UK businesses are facing growing pressure from cyber threats, with a new survey warning that many may not withstand major UK businesses cyberattack. The findings highlight how exposed companies across the country remain to online fraud and cybercrime, as gaps in training, weak password practices, and increasingly sophisticated scams continue to undermine cyber resilience.
According to a recent Vodafone Business study, more than one in ten business leaders in the UK believe their organisation would be unlikely to survive a major cyberattack. The research, which surveyed 1,000 senior leaders across British businesses of all sizes, paints a concerning picture of how prepared—or unprepared—many firms are for incidents similar to those that disrupted major UK retailers and car manufacturers last year.
Weak Preparedness and Rising Threats Put Firms at Risk
The survey suggests that risk awareness has grown, but action has not kept pace. Nearly two-thirds of business leaders (63%) reported that their organisation’s risk of cyberattack has increased over the past year. At the same time, 89% said the highly publicised attacks on well-known brands last year had made them significantly more alert to online threats.
Despite this heightened awareness, fewer than half (45%) have ensured that all staff have undergone basic cyber-awareness training. This gap between concern and concrete action is leaving many UK businesses cyberattack–ready in name only, without the practical safeguards needed to prevent or respond effectively to incidents.
The findings also point to troubling weaknesses in everyday security practices. Password reuse remains widespread, with employers estimating that staff use their work passwords for an average of 11 other personal accounts, including social media and dating platforms.
Such habits significantly increase the risk of credential theft and unauthorised access, particularly when personal platforms suffer breaches.
UK Businesses Cyberattack: Human Error Remains a Major Vulnerability
The study underlines the central role of human behaviour in cyber risk. Nearly three-quarters of business leaders (71%) believe that at least one member of their staff would fall for a convincing phishing email. The most common reasons cited were a lack of awareness and training, staff being “too busy,” and the absence of clear protocols for verifying and flagging suspicious messages.
These factors continue to erode cyber resilience, especially as phishing campaigns grow more advanced. The emergence of artificial intelligence and deepfake scams is further complicating the threat landscape. Around seven in ten leaders said that deepfake AI videos have made them more wary of video calls that claim to be from senior colleagues or their boss, signalling a growing concern about impersonation fraud and social engineering attacks.
Government Moves to Strengthen National Defences
The UK Government’s announcement of a second Telecommunications Fraud Charter, set to launch later this year, has been positioned as a key step in strengthening national defences against cyber-enabled crime. The charter aims to bring industry and government closer together to close vulnerabilities, disrupt criminal activity, and protect businesses from financial and operational harm.

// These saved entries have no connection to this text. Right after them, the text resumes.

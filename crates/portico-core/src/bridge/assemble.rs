//! UI-side discovery of the capabilities a preload step installed

use std::collections::BTreeMap;
use std::path::PathBuf;

use serde_json::{Value, json};
use tracing::{debug, warn};

use super::capability::Capability;
use super::exposed::EXPOSED_NAMES;
use super::key::encode_key;
use super::namespace::UiGlobals;
use crate::app::{AppInfo, MessageBoxResult};
use crate::error::Result;

/// Capabilities available to UI code, keyed by plain name.
///
/// Every entry may be absent; the typed accessors return `None` in that case.
#[derive(Debug, Clone, Default)]
pub struct UiApi {
    entries: BTreeMap<String, Capability>,
}

/// Re-derive the expected keys and collect whichever are bound in `globals`.
///
/// Never fails. A namespace without any binding yields an empty api.
pub fn attach_api_from_globals(globals: &UiGlobals) -> UiApi {
    let mut entries = BTreeMap::new();

    for name in EXPOSED_NAMES {
        let key = encode_key(name);
        match globals.binding(&key) {
            Some(capability) => {
                entries.insert(name.to_string(), capability.clone());
            }
            None => debug!(name, key = %key, "capability not installed"),
        }
    }

    if entries.is_empty() {
        warn!("no bridge capabilities found; running in degraded mode");
    }

    UiApi { entries }
}

impl UiApi {
    pub fn len(&self) -> usize {
        self.entries.len()
    }

    pub fn is_empty(&self) -> bool {
        self.entries.is_empty()
    }

    pub fn contains(&self, name: &str) -> bool {
        self.entries.contains_key(name)
    }

    pub fn names(&self) -> Vec<&str> {
        self.entries.keys().map(String::as_str).collect()
    }

    pub fn get(&self, name: &str) -> Option<&Capability> {
        self.entries.get(name)
    }

    async fn call(&self, name: &str, args: Vec<Value>) -> Option<Result<Value>> {
        let capability = self.entries.get(name)?;
        Some(capability.call(name, args).await)
    }

    /// Invoke an arbitrary host channel
    pub async fn send(&self, channel: &str, message: Value) -> Option<Result<Value>> {
        self.call("send", vec![json!(channel), message]).await
    }

    /// Record an error entry in the host's error log
    pub async fn log_error(&self, kind: &str, data: Value) -> Option<Result<bool>> {
        let outcome = self.call("logError", vec![json!(kind), data]).await?;
        Some(outcome.map(|v| v.as_bool().unwrap_or(false)))
    }

    pub async fn get_log_path(&self) -> Option<Result<PathBuf>> {
        let outcome = self.call("getLogPath", Vec::new()).await?;
        Some(outcome.and_then(|v| Ok(serde_json::from_value(v)?)))
    }

    pub async fn show_message(&self, message: &str) -> Option<Result<MessageBoxResult>> {
        let outcome = self.call("showMessage", vec![json!(message)]).await?;
        Some(outcome.and_then(|v| Ok(serde_json::from_value(v)?)))
    }

    pub async fn get_app_info(&self) -> Option<Result<AppInfo>> {
        let outcome = self.call("getAppInfo", Vec::new()).await?;
        Some(outcome.and_then(|v| Ok(serde_json::from_value(v)?)))
    }

    pub async fn sha256sum(&self, data: &str) -> Option<Result<String>> {
        let outcome = self.call("sha256sum", vec![json!(data)]).await?;
        Some(outcome.and_then(|v| Ok(serde_json::from_value(v)?)))
    }

    pub fn versions(&self) -> Option<BTreeMap<String, String>> {
        self.entries
            .get("versions")
            .and_then(Capability::as_value)
            .and_then(|v| serde_json::from_value(v.clone()).ok())
    }
}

By enhancing collaboration and setting clearer standards for prevention, detection, and response, the new charter is intended to provide a more coordinated framework to safeguard the resilience and trust that UK businesses rely on. It also aligns with a broader fraud strategy expected to be launched next year.

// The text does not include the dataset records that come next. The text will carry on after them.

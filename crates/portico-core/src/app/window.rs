//! Application windows and their UI contexts

use std::path::{Path, PathBuf};
use std::sync::{Arc, Mutex, MutexGuard, PoisonError, Weak};

use serde::Serialize;
use tracing::{debug, info, warn};
use url::Url;
use uuid::Uuid;

use super::host::HostApp;
use crate::bridge::{UiApi, UiGlobals, attach_api_from_globals, exposed_capabilities, install};
use crate::error::{Error, Result};
use crate::ipc::IpcRenderer;

/// Script run in the isolated context before any UI code
#[derive(Debug, Clone, PartialEq, Eq, Serialize)]
#[serde(tag = "kind", content = "path", rename_all = "lowercase")]
pub enum PreloadScript {
    /// The bridge compiled into the host
    Builtin,
    /// A preload artifact on disk; installed only if it exists
    File(PathBuf),
}

#[derive(Debug, Clone, PartialEq, Eq, Serialize)]
#[serde(rename_all = "camelCase")]
pub struct WebPreferences {
    pub node_integration: bool,
    pub context_isolation: bool,
    pub sandbox: bool,
    pub webview_tag: bool,
    pub preload: Option<PreloadScript>,
}

impl WebPreferences {
    /// Isolated context with the given preload and no host primitives
    pub fn isolated(preload: Option<PreloadScript>) -> Self {
        Self {
            node_integration: false,
            context_isolation: true,
            sandbox: false,
            webview_tag: false,
            preload,
        }
    }
}

impl Default for WebPreferences {
    fn default() -> Self {
        Self::isolated(Some(PreloadScript::Builtin))
    }
}

/// What a window currently displays
#[derive(Debug, Clone, PartialEq, Eq, Serialize)]
#[serde(tag = "kind", content = "location", rename_all = "lowercase")]
pub enum WindowContent {
    Url(Url),
    File(PathBuf),
}

/// Result of a window-open request
#[derive(Debug, Clone, Copy, PartialEq, Eq, Serialize)]
#[serde(rename_all = "kebab-case")]
pub enum WindowOpenAction {
    /// Handed to the system opener; no window was created
    OpenedExternally,
    Denied,
}

/// Default window size in logical pixels
pub const DEFAULT_SIZE: (u32, u32) = (1024, 768);

#[derive(Debug)]
struct WindowState {
    size: (u32, u32),
    visible: bool,
    minimized: bool,
    focused: bool,
    destroyed: bool,
    devtools_open: bool,
    content: Option<WindowContent>,
    globals: Option<Arc<UiGlobals>>,
}

/// A top-level window
///
/// Created hidden by [`HostApp::create_window`]. Every mutating call fails
/// with [`Error::WindowDestroyed`] once the window is closed.
#[derive(Debug)]
pub struct Window {
    id: Uuid,
    preferences: WebPreferences,
    ipc: IpcRenderer,
    app: Weak<HostApp>,
    state: Mutex<WindowState>,
}

impl Window {
    pub(crate) fn new(
        id: Uuid,
        preferences: WebPreferences,
        ipc: IpcRenderer,
        app: Weak<HostApp>,
    ) -> Self {
        Self {
            id,
            preferences,
            ipc,
            app,
            state: Mutex::new(WindowState {
                size: DEFAULT_SIZE,
                visible: false,
                minimized: false,
                focused: false,
                destroyed: false,
                devtools_open: false,
                content: None,
                globals: None,
            }),
        }
    }

    pub fn id(&self) -> Uuid {
        self.id
    }

    pub fn preferences(&self) -> &WebPreferences {
        &self.preferences
    }

    /// IPC client of this window's UI context
    pub fn ipc(&self) -> &IpcRenderer {
        &self.ipc
    }

    fn state(&self) -> MutexGuard<'_, WindowState> {
        self.state.lock().unwrap_or_else(PoisonError::into_inner)
    }

    fn live_state(&self) -> Result<MutexGuard<'_, WindowState>> {
        let state = self.state();
        if state.destroyed {
            return Err(Error::WindowDestroyed(self.id));
        }
        Ok(state)
    }

    /// Load a remote or dev-server URL
    pub async fn load_url(&self, url: &Url) -> Result<()> {
        self.live_state()?;
        let globals = self.run_preload().await;
        let mut state = self.live_state()?;
        state.content = Some(WindowContent::Url(url.clone()));
        state.globals = Some(globals);
        info!(window = %self.id, url = %url, "loaded url");
        Ok(())
    }

    /// Load a bundled entry point from disk
    pub async fn load_file(&self, path: &Path) -> Result<()> {
        self.live_state()?;
        if !tokio::fs::try_exists(path).await.unwrap_or(false) {
            return Err(Error::RendererNotFound(path.to_path_buf()));
        }
        let globals = self.run_preload().await;
        let mut state = self.live_state()?;
        state.content = Some(WindowContent::File(path.to_path_buf()));
        state.globals = Some(globals);
        info!(window = %self.id, path = %path.display(), "loaded file");
        Ok(())
    }

    /// Build the UI namespace for a fresh page load
    async fn run_preload(&self) -> Arc<UiGlobals> {
        let Some(preload) = &self.preferences.preload else {
            warn!(window = %self.id, "no preload configured; capabilities unavailable");
            return UiGlobals::empty();
        };

        if !self.preferences.context_isolation {
            warn!(window = %self.id, "context isolation is off; refusing to install bridge");
            return UiGlobals::empty();
        }

        if let PreloadScript::File(path) = preload {
            let exists = tokio::fs::try_exists(path).await.unwrap_or(false);
            debug!(path = %path.display(), exists, "preload check");
            if !exists {
                warn!(window = %self.id, path = %path.display(), "preload script missing");
                return UiGlobals::empty();
            }
        }

        match exposed_capabilities(self.ipc.clone()).and_then(install) {
            Ok(globals) => {
                debug!(window = %self.id, bindings = globals.binding_count(), "bridge installed");
                globals
            }
            Err(e) => {
                warn!(window = %self.id, error = %e, "bridge installation failed");
                UiGlobals::empty()
            }
        }
    }

    /// Sealed UI namespace of the current page, if anything is loaded
    pub fn globals(&self) -> Option<Arc<UiGlobals>> {
        self.state().globals.clone()
    }

    /// Capability object as UI code of the current page sees it
    pub fn ui_api(&self) -> UiApi {
        match self.globals() {
            Some(globals) => attach_api_from_globals(&globals),
            None => attach_api_from_globals(&UiGlobals::empty()),
        }
    }

    pub fn content(&self) -> Option<WindowContent> {
        self.state().content.clone()
    }

    pub fn size(&self) -> (u32, u32) {
        self.state().size
    }

    pub fn set_size(&self, width: u32, height: u32) -> Result<()> {
        let mut state = self.live_state()?;
        state.size = (width.max(1), height.max(1));
        Ok(())
    }

    pub fn show(&self) -> Result<()> {
        let mut state = self.live_state()?;
        state.visible = true;
        Ok(())
    }

    pub fn hide(&self) -> Result<()> {
        let mut state = self.live_state()?;
        state.visible = false;
        state.focused = false;
        Ok(())
    }

    pub fn minimize(&self) -> Result<()> {
        let mut state = self.live_state()?;
        state.minimized = true;
        state.focused = false;
        Ok(())
    }

    pub fn restore(&self) -> Result<()> {
        let mut state = self.live_state()?;
        state.minimized = false;
        state.visible = true;
        Ok(())
    }

    pub fn focus(&self) -> Result<()> {
        let mut state = self.live_state()?;
        state.focused = true;
        Ok(())
    }

    pub fn open_devtools(&self) -> Result<()> {
        let mut state = self.live_state()?;
        state.devtools_open = true;
        Ok(())
    }

    pub fn is_visible(&self) -> bool {
        self.state().visible
    }

    pub fn is_minimized(&self) -> bool {
        self.state().minimized
    }

    pub fn is_focused(&self) -> bool {
        self.state().focused
    }

    pub fn is_destroyed(&self) -> bool {
        self.state().destroyed
    }

    pub fn is_devtools_open(&self) -> bool {
        self.state().devtools_open
    }

    pub(crate) fn destroy(&self) {
        let mut state = self.state();
        state.destroyed = true;
        state.visible = false;
        state.focused = false;
        state.globals = None;
    }

    /// In-page navigation, subject to the application's origin policy
    pub fn navigate(&self, url: &Url) -> Result<()> {
        self.live_state()?;
        let allowed = self
            .app
            .upgrade()
            .is_none_or(|app| app.navigation_allowed(url));
        if !allowed {
            warn!(window = %self.id, url = %url, "blocked navigation");
            return Err(Error::NavigationBlocked(url.to_string()));
        }
        self.live_state()?.content = Some(WindowContent::Url(url.clone()));
        Ok(())
    }

    /// A page asked for a new window (link with target, `window.open`)
    pub fn request_open(&self, url: &Url) -> Result<WindowOpenAction> {
        self.live_state()?;
        match self.app.upgrade() {
            Some(app) => app.handle_window_open(url),
            None => Ok(WindowOpenAction::Denied),
        }
    }
}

Industry Reaction and Call for Practical Measures
Commenting on the findings, Nick Gliddon, Business Director, VodafoneThree, said:
“Some of these findings are truly alarming. The revelation that one in ten business leaders believe their company would not survive a cyber-attack highlights the scale of vulnerability facing UK firms today.

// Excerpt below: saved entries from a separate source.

//! Portico CLI - run the desktop host and inspect its state

use std::path::{Path, PathBuf};
use std::sync::Arc;

use clap::{Parser, Subcommand};
use portico_core::Error;
use portico_core::app::{
    AppInitConfig, HostApp, PreloadScript, RendererSource, SocketInstanceLock, WebPreferences,
};
use portico_core::bootstrap::init_app;
use portico_core::bridge::{EXPOSED_NAMES, encode_key, exposed_capabilities};
use portico_core::config::Config;
use portico_core::health::{DEFAULT_MONITOR_INTERVAL, HealthCheckResult, HealthChecker};
use portico_core::ipc;
use portico_core::logger::Logger;
use serde_json::json;
use tracing::{error, info, warn};
use url::Url;
use uuid::Uuid;

#[derive(Parser)]
#[command(name = "portico")]
#[command(author, version, about = "Desktop application host", long_about = None)]
struct Cli {
    #[command(subcommand)]
    command: Commands,

    /// Output format (text or json)
    #[arg(long, global = true, default_value = "text")]
    format: OutputFormat,

    /// Quiet mode (minimal output)
    #[arg(short, long, global = true)]
    quiet: bool,
}

#[derive(Clone, Copy, Default, PartialEq, Eq, clap::ValueEnum)]
enum OutputFormat {
    #[default]
    Text,
    Json,
}

#[derive(Subcommand)]
enum Commands {
    /// Start the host and run until quit
    Run {
        /// Load the UI from a dev server
        #[arg(long, conflicts_with = "renderer_file")]
        renderer_url: Option<Url>,
        /// Load the UI from a bundled entry point
        #[arg(long)]
        renderer_file: Option<PathBuf>,
        /// Preload artifact to require before installing the bridge
        #[arg(long)]
        preload: Option<PathBuf>,
    },

    /// List the capabilities exposed to UI code
    Capabilities,

    /// Run health check
    Doctor,

    /// Inspect host logs
    Logs {
        #[command(subcommand)]
        action: LogsAction,
    },

    /// Configuration management
    Config {
        #[command(subcommand)]
        action: ConfigAction,
    },
}

#[derive(Subcommand)]
enum LogsAction {
    /// Show the log directory
    Path,
    /// Show the most recent error entries, newest first
    Recent {
        #[arg(short, long)]
        limit: Option<usize>,
    },
    /// Write both logs into a single text file
    Export {
        /// Destination directory (defaults to the desktop)
        #[arg(short, long)]
        dest: Option<PathBuf>,
    },
    /// Delete log files older than the retention period
    Cleanup {
        #[arg(short, long)]
        days: Option<u64>,
    },
}

#[derive(Subcommand)]
enum ConfigAction {
    /// Get a configuration value
    Get { key: String },
    /// Set a configuration value
    Set { key: String, value: String },
    /// List all configuration values
    List,
    /// Reset configuration to defaults
    Reset,
    /// Show config file path
    Path,
}

#[tokio::main]
async fn main() -> anyhow::Result<()> {
    tracing_subscriber::fmt()
        .with_env_filter(
            tracing_subscriber::EnvFilter::from_default_env()
                .add_directive("portico=info".parse()?),
        )
        .with_writer(std::io::stderr)
        .init();

    let cli = Cli::parse();

    match cli.command {
        Commands::Run {
            renderer_url,
            renderer_file,
            preload,
        } => cmd_run(renderer_url, renderer_file, preload, cli.quiet).await,

        Commands::Capabilities => cmd_capabilities(cli.format),

        Commands::Doctor => cmd_doctor(cli.format, cli.quiet).await,

        Commands::Logs { action } => cmd_logs(action, cli.format, cli.quiet).await,

        Commands::Config { action } => cmd_config(action, cli.format, cli.quiet),
    }
}

// ============================================================================
// Command Implementations
// ============================================================================

fn resolve_init(
    renderer_url: Option<Url>,
    renderer_file: Option<PathBuf>,
    preload: Option<PathBuf>,
) -> anyhow::Result<AppInitConfig> {
    let base_dir = std::env::current_exe()
        .ok()
        .and_then(|exe| exe.parent().map(Path::to_path_buf))
        .unwrap_or_else(|| PathBuf::from("."));

    let mut init = match (renderer_url, renderer_file) {
        (Some(url), _) => AppInitConfig {
            renderer: RendererSource::DevServer(url),
            preload: PreloadScript::Builtin,
        },
        (None, Some(path)) => AppInitConfig {
            renderer: RendererSource::Bundle(path),
            preload: PreloadScript::Builtin,
        },
        (None, None) => AppInitConfig::from_env(&base_dir)?,
    };
    if let Some(path) = preload {
        init.preload = PreloadScript::File(path);
    }
    Ok(init)
}

async fn cmd_run(
    renderer_url: Option<Url>,
    renderer_file: Option<PathBuf>,
    preload: Option<PathBuf>,
    quiet: bool,
) -> anyhow::Result<()> {
    let config = Config::load()?;
    config.validate()?;
    let init = resolve_init(renderer_url, renderer_file, preload)?;

    let app = HostApp::builder(config.app.name.clone())
        .instance_lock(Arc::new(SocketInstanceLock::for_app(&config.app.name)))
        .build();

    let logger = match init_app(Arc::clone(&app), init, &config).await {
        Ok(logger) => logger,
        Err(Error::InstanceLocked) => {
            if !quiet {
                println!("Another instance is already running; forwarded arguments to it.");
            }
            return Ok(());
        }
        Err(e) => {
            error!(code = e.code(), error = %e, "startup failed");
            eprintln!("Error [{}]: {}", e.code(), e);
            if let Some(suggestion) = e.suggestion() {
                eprintln!("  {}", suggestion);
            }
            app.quit();
            std::process::exit(1);
        }
    };

    match logger.cleanup_old_logs(config.logging.retention_days).await {
        Ok(0) => {}
        Ok(removed) => info!(removed, "removed old log files"),
        Err(e) => warn!(error = %e, "log cleanup failed"),
    }

    let shutdown = app.shutdown_token();
    let checker = Arc::new(HealthChecker::new());
    for window in app.all_windows() {
        let api = window.ui_api();
        checker.perform_health_check(&api).await;
        checker.start_runtime_monitoring(api, DEFAULT_MONITOR_INTERVAL, shutdown.clone());
    }

    if !quiet {
        println!("{} {} running. Press Ctrl-C to quit.", app.name(), app.version());
    }

    tokio::select! {
        _ = shutdown.cancelled() => {}
        result = tokio::signal::ctrl_c() => {
            if let Err(e) = result {
                warn!(error = %e, "failed to listen for Ctrl-C");
            }
            app.quit();
        }
    }

    logger
        .log(portico_core::logger::LogLevel::Info, "Application stopped", None)
        .await;
    Ok(())
}

fn cmd_capabilities(format: OutputFormat) -> anyhow::Result<()> {
    let (renderer, _receiver) = ipc::channel(Uuid::nil());
    let table = exposed_capabilities(renderer)?;

    let rows: Vec<(&str, String, &str)> = EXPOSED_NAMES
        .iter()
        .map(|name| {
            let kind = match table.get(name) {
                Some(cap) if cap.is_callable() => "function",
                Some(_) => "value",
                None => "missing",
            };
            (*name, encode_key(name), kind)
        })
        .collect();

    match format {
        OutputFormat::Json => {
            let items: Vec<_> = rows
                .iter()
                .map(|(name, key, kind)| json!({"name": name, "key": key, "kind": kind}))
                .collect();
            println!("{}", serde_json::to_string_pretty(&items)?);
        }
        OutputFormat::Text => {
            for (name, key, kind) in rows {
                println!("{:<12} {:<20} {}", name, key, kind);
            }
        }
    }
    Ok(())
}

async fn cmd_doctor(format: OutputFormat, quiet: bool) -> anyhow::Result<()> {
    let text = format == OutputFormat::Text && !quiet;
    if text {
        println!("Portico Health Check");
        println!("====================");
        println!();
    }

    let mut all_ok = true;

    let config = match Config::load().and_then(|c| c.validate().map(|_| c)) {
        Ok(config) => {
            if text {
                println!("[OK] Configuration: Valid");
            }
            config
        }
        Err(e) => {
            all_ok = false;
            if text {
                println!("[!!] Configuration: Error - {}", e);
                println!("     Falling back to defaults");
            }
            Config::default()
        }
    };

    if text {
        match Config::config_path() {
            Ok(path) if path.exists() => println!("[OK] Config file: {}", path.display()),
            Ok(path) => println!("[--] Config file: {} (using defaults)", path.display()),
            Err(e) => println!("[!!] Config file: {}", e),
        }
    }

    let app = HostApp::builder(config.app.name.clone()).build();
    let logger = Logger::initialize(&app).await;
    if text {
        println!("[OK] Log directory: {}", logger.log_dir().display());
    }

    let window = app.create_window(WebPreferences::default());
    let blank = Url::parse("about:blank")?;
    let result: Option<HealthCheckResult> = match window.load_url(&blank).await {
        Ok(()) => Some(HealthChecker::new().perform_health_check(&window.ui_api()).await),
        Err(e) => {
            all_ok = false;
            if text {
                println!("[!!] Window: {}", e);
            }
            None
        }
    };
    app.close_window(window.id());
    app.quit();

    if let Some(result) = &result {
        all_ok &= result.success;
        if text {
            let checks = [
                ("Bridge", result.checks.bridge),
                ("IPC", result.checks.ipc),
                ("Crypto", result.checks.crypto),
                ("Versions", result.checks.versions),
            ];
            for (label, ok) in checks {
                println!("[{}] {}", if ok { "OK" } else { "!!" }, label);
            }
            for err in &result.errors {
                println!("     {}", err);
            }
        }
    }

    match format {
        OutputFormat::Json => {
            let output = json!({
                "ok": all_ok,
                "logDir": logger.log_dir(),
                "healthCheck": result,
            });
            println!("{}", serde_json::to_string_pretty(&output)?);
        }
        OutputFormat::Text if !quiet => {
            println!();
            if all_ok {
                println!("All checks passed.");
            } else {
                println!("Some checks failed.");
            }
        }
        OutputFormat::Text => {}
    }

    if !all_ok {
        std::process::exit(1);
    }
    Ok(())
}

fn load_logger(config: &Config) -> Logger {
    let app = HostApp::builder(config.app.name.clone()).build();
    Logger::for_app(&app)
}

async fn cmd_logs(action: LogsAction, format: OutputFormat, quiet: bool) -> anyhow::Result<()> {
    let config = Config::load()?;
    let logger = load_logger(&config);

    match action {
        LogsAction::Path => match format {
            OutputFormat::Json => println!("{}", json!({"logDir": logger.log_dir()})),
            OutputFormat::Text => println!("{}", logger.log_dir().display()),
        },
        LogsAction::Recent { limit } => {
            let limit = limit.unwrap_or(config.logging.recent_errors_limit);
            let errors = logger.recent_errors(limit).await?;
            match format {
                OutputFormat::Json => println!("{}", serde_json::to_string_pretty(&errors)?),
                OutputFormat::Text if errors.is_empty() => {
                    if !quiet {
                        println!("No errors recorded.");
                    }
                }
                OutputFormat::Text => {
                    for entry in errors {
                        println!("{}", serde_json::to_string(&entry)?);
                    }
                }
            }
        }
        LogsAction::Export { dest } => {
            let path = logger.export_logs(dest.as_deref()).await?;
            match format {
                OutputFormat::Json => println!("{}", json!({"exported": path})),
                OutputFormat::Text if quiet => println!("{}", path.display()),
                OutputFormat::Text => println!("Logs exported to {}", path.display()),
            }
        }
        LogsAction::Cleanup { days } => {
            let days = days.unwrap_or(config.logging.retention_days);
            let removed = logger.cleanup_old_logs(days).await?;
            match format {
                OutputFormat::Json => println!("{}", json!({"removed": removed})),
                OutputFormat::Text => {
                    if !quiet {
                        println!("Removed {} log file(s) older than {} day(s).", removed, days);
                    }
                }
            }
        }
    }
    Ok(())
}

fn cmd_config(action: ConfigAction, format: OutputFormat, quiet: bool) -> anyhow::Result<()> {
    match action {
        ConfigAction::Get { key } => {
            let config = Config::load()?;
            let value = config.get(&key)?;
            println!("{}", value);
        }
        ConfigAction::Set { key, value } => {
            let mut config = Config::load()?;
            config.set(&key, &value)?;
            config.save()?;
            if !quiet {
                println!("Set {} = {}", key, value);
            }
        }
        ConfigAction::List => {
            let config = Config::load()?;
            let items = config.list()?;
            match format {
                OutputFormat::Json => {
                    let map: serde_json::Map<String, serde_json::Value> = items
                        .into_iter()
                        .map(|(key, value)| (key, serde_json::Value::String(value)))
                        .collect();
                    println!("{}", serde_json::to_string_pretty(&map)?);
                }
                OutputFormat::Text => {
                    for (key, value) in items {
                        println!("{} = {}", key, value);
                    }
                }
            }
        }
        ConfigAction::Reset => {
            Config::reset()?;
            if !quiet {
                println!("Configuration reset to defaults.");
            }
        }
        ConfigAction::Path => {
            let path = Config::config_path()?;
            println!("{}", path.display());
        }
    }
    Ok(())
}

“Many steps – such as avoiding password reuse and enhancing staff training – are relatively simple to implement, and Vodafone Business is here to support organisations with practical solutions and expert guidance.
“In this context, the Government’s announcement of its second Telecommunications Fraud Charter, coupled with a new fraud strategy to be launched next year, marks a significant and timely development.
“This renewed focus from policymakers underscores the seriousness of the threat and the necessity of a united approach between industry and government to effectively tackle online fraud and cyber-crime.”
The survey results serve as a warning that cyber resilience is still uneven across sectors and company sizes. While awareness of threats is growing, persistent weaknesses in training, password practices, and incident readiness continue to leave many organisations vulnerable.
As cybercriminals adopt more advanced tools and techniques, including AI-driven scams, the gap between perceived risk and real preparedness could become increasingly costly. For UK businesses cyberattack readiness is no longer optional, it is a critical factor that may determine whether a company can survive and recover from the next major incident.